▶ [Task to carry out]: Your task is to gather the lines below that hold the string "schema".

─── Material for this task ───

//! Configuration module for symdex.
//!
//! This module provides a layered configuration system that supports:
//! - Default values
//! - TOML configuration file (`.symdex/settings.toml`)
//! - Environment variable overrides
//! - CLI argument overrides (applied by the binary)
//!
//! # Environment Variables
//!
//! Environment variables must be prefixed with `SYMDEX_` and use double
//! underscores to separate nested levels:
//! - `SYMDEX_EMBEDDINGS__BATCH_SIZE=16` sets `embeddings.batch_size`
//! - `SYMDEX_SEARCH__DEFAULT_K=10` sets `search.default_k`
//! - `SYMDEX_LOGGING__LEVEL=debug` sets `logging.level`

use figment::{
    Figment,
    providers::{Env, Format, Serialized, Toml},
};
use serde::{Deserialize, Serialize};
use std::path::{Path, PathBuf};

/// Directory holding the workspace configuration
pub const CONFIG_DIR: &str = ".symdex";

#[derive(Debug, Deserialize, Serialize, Clone, PartialEq)]
pub struct Settings {
    /// Version of the configuration schema
    #[serde(default = "default_version")]
    pub version: u32,

    /// Path to the binary SCIP index
    #[serde(default = "default_index_path")]
    pub index_path: PathBuf,

    /// Directory the index's relative paths are resolved against
    #[serde(default = "default_source_root")]
    pub source_root: PathBuf,

    /// Workspace root directory (where .symdex is located)
    #[serde(skip_serializing_if = "Option::is_none")]
    pub workspace_root: Option<PathBuf>,

    /// Embedding map settings
    #[serde(default)]
    pub embeddings: EmbeddingConfig,

    /// Similarity search settings
    #[serde(default)]
    pub search: SearchConfig,

    /// Logging settings
    #[serde(default)]
    pub logging: LoggingConfig,
}

#[derive(Debug, Deserialize, Serialize, Clone, PartialEq)]
pub struct EmbeddingConfig {
    /// Where the embedding map is saved
    #[serde(default = "default_embeddings_path")]
    pub path: PathBuf,

    /// Model to use for embeddings
    #[serde(default = "default_embedding_model")]
    pub model: String,

    /// Symbols per chunk; the map is checkpointed after each chunk
    #[serde(default = "default_batch_size")]
    pub batch_size: usize,

    /// Embed the symbols of a chunk concurrently
    #[serde(default = "default_true")]
    pub parallel: bool,

    /// Number of worker threads when `parallel` is set
    #[serde(default = "default_parallel_threads")]
    pub parallel_threads: usize,

    /// Symbols whose URI contains any of these substrings are not embedded
    #[serde(default = "default_denylist")]
    pub denylist: Vec<String>,

    /// Save the map to `path` after every chunk
    #[serde(default = "default_true")]
    pub checkpoint: bool,
}

#[derive(Debug, Deserialize, Serialize, Clone, PartialEq)]
pub struct SearchConfig {
    /// Number of results when none is requested
    #[serde(default = "default_k")]
    pub default_k: usize,
}

#[derive(Debug, Deserialize, Serialize, Clone, PartialEq)]
pub struct LoggingConfig {
    /// Default filter directive, overridden by `RUST_LOG`
    #[serde(default = "default_log_level")]
    pub level: String,

    /// Colored output
    #[serde(default = "default_true")]
    pub ansi: bool,
}

// Default value functions
fn default_version() -> u32 {
    1
}
fn default_index_path() -> PathBuf {
    PathBuf::from("index.scip")
}
fn default_source_root() -> PathBuf {
    PathBuf::from(".")
}
fn default_embeddings_path() -> PathBuf {
    PathBuf::from(".symdex/embeddings.json")
}
fn default_embedding_model() -> String {
    "AllMiniLML6V2".to_string()
}
fn default_batch_size() -> usize {
    64
}
fn default_parallel_threads() -> usize {
    num_cpus::get()
}
fn default_denylist() -> Vec<String> {
    ["__init__", "setUp", "test", "local"]
        .into_iter()
        .map(String::from)
        .collect()
}
fn default_true() -> bool {
    true
}
fn default_k() -> usize {
    5
}
fn default_log_level() -> String {
    "info".to_string()
}

impl Default for Settings {
    fn default() -> Self {
        Self {
            version: default_version(),
            index_path: default_index_path(),
            source_root: default_source_root(),
            workspace_root: None,
            embeddings: EmbeddingConfig::default(),
            search: SearchConfig::default(),
            logging: LoggingConfig::default(),
        }
    }
}

impl Default for EmbeddingConfig {
    fn default() -> Self {
        Self {
            path: default_embeddings_path(),
            model: default_embedding_model(),
            batch_size: default_batch_size(),
            parallel: true,
            parallel_threads: default_parallel_threads(),
            denylist: default_denylist(),
            checkpoint: true,
        }
    }
}

impl Default for SearchConfig {
    fn default() -> Self {
        Self {
            default_k: default_k(),
        }
    }
}

impl Default for LoggingConfig {
    fn default() -> Self {
        Self {
            level: default_log_level(),
            ansi: true,
        }
    }
}

impl EmbeddingConfig {
    /// Whether `uri` hits the denylist
    pub fn is_denied(&self, uri: &str) -> bool {
        self.denylist.iter().any(|marker| uri.contains(marker.as_str()))
    }
}

impl Settings {
    /// Load configuration from all sources
    pub fn load() -> Result<Self, Box<figment::Error>> {
        // Try to find the workspace root by looking for .symdex directory
        let config_path = Self::find_workspace_config()
            .unwrap_or_else(|| PathBuf::from(CONFIG_DIR).join("settings.toml"));

        Self::figment(&config_path)
            .extract()
            .map_err(Box::new)
            .map(|mut settings: Settings| {
                // If workspace_root is not set in config, detect it
                if settings.workspace_root.is_none() {
                    settings.workspace_root = Self::workspace_root();
                }
                settings
            })
    }

    /// Load configuration from a specific file
    pub fn load_from(path: impl AsRef<Path>) -> Result<Self, Box<figment::Error>> {
        Self::figment(path.as_ref()).extract().map_err(Box::new)
    }

    fn figment(config_path: &Path) -> Figment {
        Figment::new()
            .merge(Serialized::defaults(Settings::default()))
            .merge(Toml::file(config_path))
            // Double underscore separates nested levels, single underscores
            // stay inside field names
            .merge(Env::prefixed("SYMDEX_").map(|key| {
                key.as_str().to_lowercase().replace("__", ".").into()
            }))
    }

    /// Find the settings file by looking for a .symdex directory from the
    /// current directory up to the filesystem root
    fn find_workspace_config() -> Option<PathBuf> {
        Self::workspace_root().map(|root| root.join(CONFIG_DIR).join("settings.toml"))
    }

    /// Get the workspace root directory (where .symdex is located)
    pub fn workspace_root() -> Option<PathBuf> {
        let current = std::env::current_dir().ok()?;
        current
            .ancestors()
            .find(|ancestor| ancestor.join(CONFIG_DIR).is_dir())
            .map(Path::to_path_buf)
    }

    /// Resolve a configured path against the workspace root
    pub fn resolve(&self, path: &Path) -> PathBuf {
        match &self.workspace_root {
            Some(root) if path.is_relative() => root.join(path),
            _ => path.to_path_buf(),
        }
    }

    /// Save current configuration to file
    pub fn save(&self, path: impl AsRef<Path>) -> Result<(), Box<dyn std::error::Error>> {
        let parent = path.as_ref().parent().ok_or("Invalid path")?;
        std::fs::create_dir_all(parent)?;

        let toml_string = toml::to_string_pretty(self)?;
        std::fs::write(path, toml_string)?;

        Ok(())
    }

    /// Create a default settings file with helpful comments
    pub fn init_config_file(force: bool) -> Result<PathBuf, Box<dyn std::error::Error>> {
        Self::init_config_file_in(Path::new("."), force)
    }

    /// Like [`Settings::init_config_file`], below `dir` instead of the
    /// current directory
    pub fn init_config_file_in(dir: &Path, force: bool) -> Result<PathBuf, Box<dyn std::error::Error>> {
        let config_path = dir.join(CONFIG_DIR).join("settings.toml");

        if !force && config_path.exists() {
            return Err("Configuration file already exists. Use --force to overwrite".into());
        }

        if let Some(parent) = config_path.parent() {
            std::fs::create_dir_all(parent)?;
        }

        let template = format!(
            r#"# symdex configuration file

# Version of the configuration schema
version = 1

# Binary SCIP index produced by an external indexer
index_path = "index.scip"

# Directory the index's document paths are relative to
source_root = "."

[embeddings]
# Where the embedding map is stored
path = ".symdex/embeddings.json"

# Model to use for embeddings
model = "AllMiniLML6V2"

# Symbols per chunk; a checkpoint is written after each chunk
batch_size = 64

# Embed the symbols of a chunk on a thread pool
parallel = true

# Number of worker threads (defaults to CPU count)
# parallel_threads = {}

# Symbols whose URI contains one of these substrings are skipped
denylist = ["__init__", "setUp", "test", "local"]

# Save the map after every chunk
checkpoint = true

[search]
# Number of results returned by `search` when -k is not given
default_k = 5

[logging]
# Default log filter, RUST_LOG takes precedence
level = "info"

# Colored output
ansi = true
"#,
            num_cpus::get()
        );

        std::fs::write(&config_path, template)?;
        Ok(config_path)
    }
}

───

▶ [Answer box]:
    /// Version of the configuration schema
# Version of the configuration schema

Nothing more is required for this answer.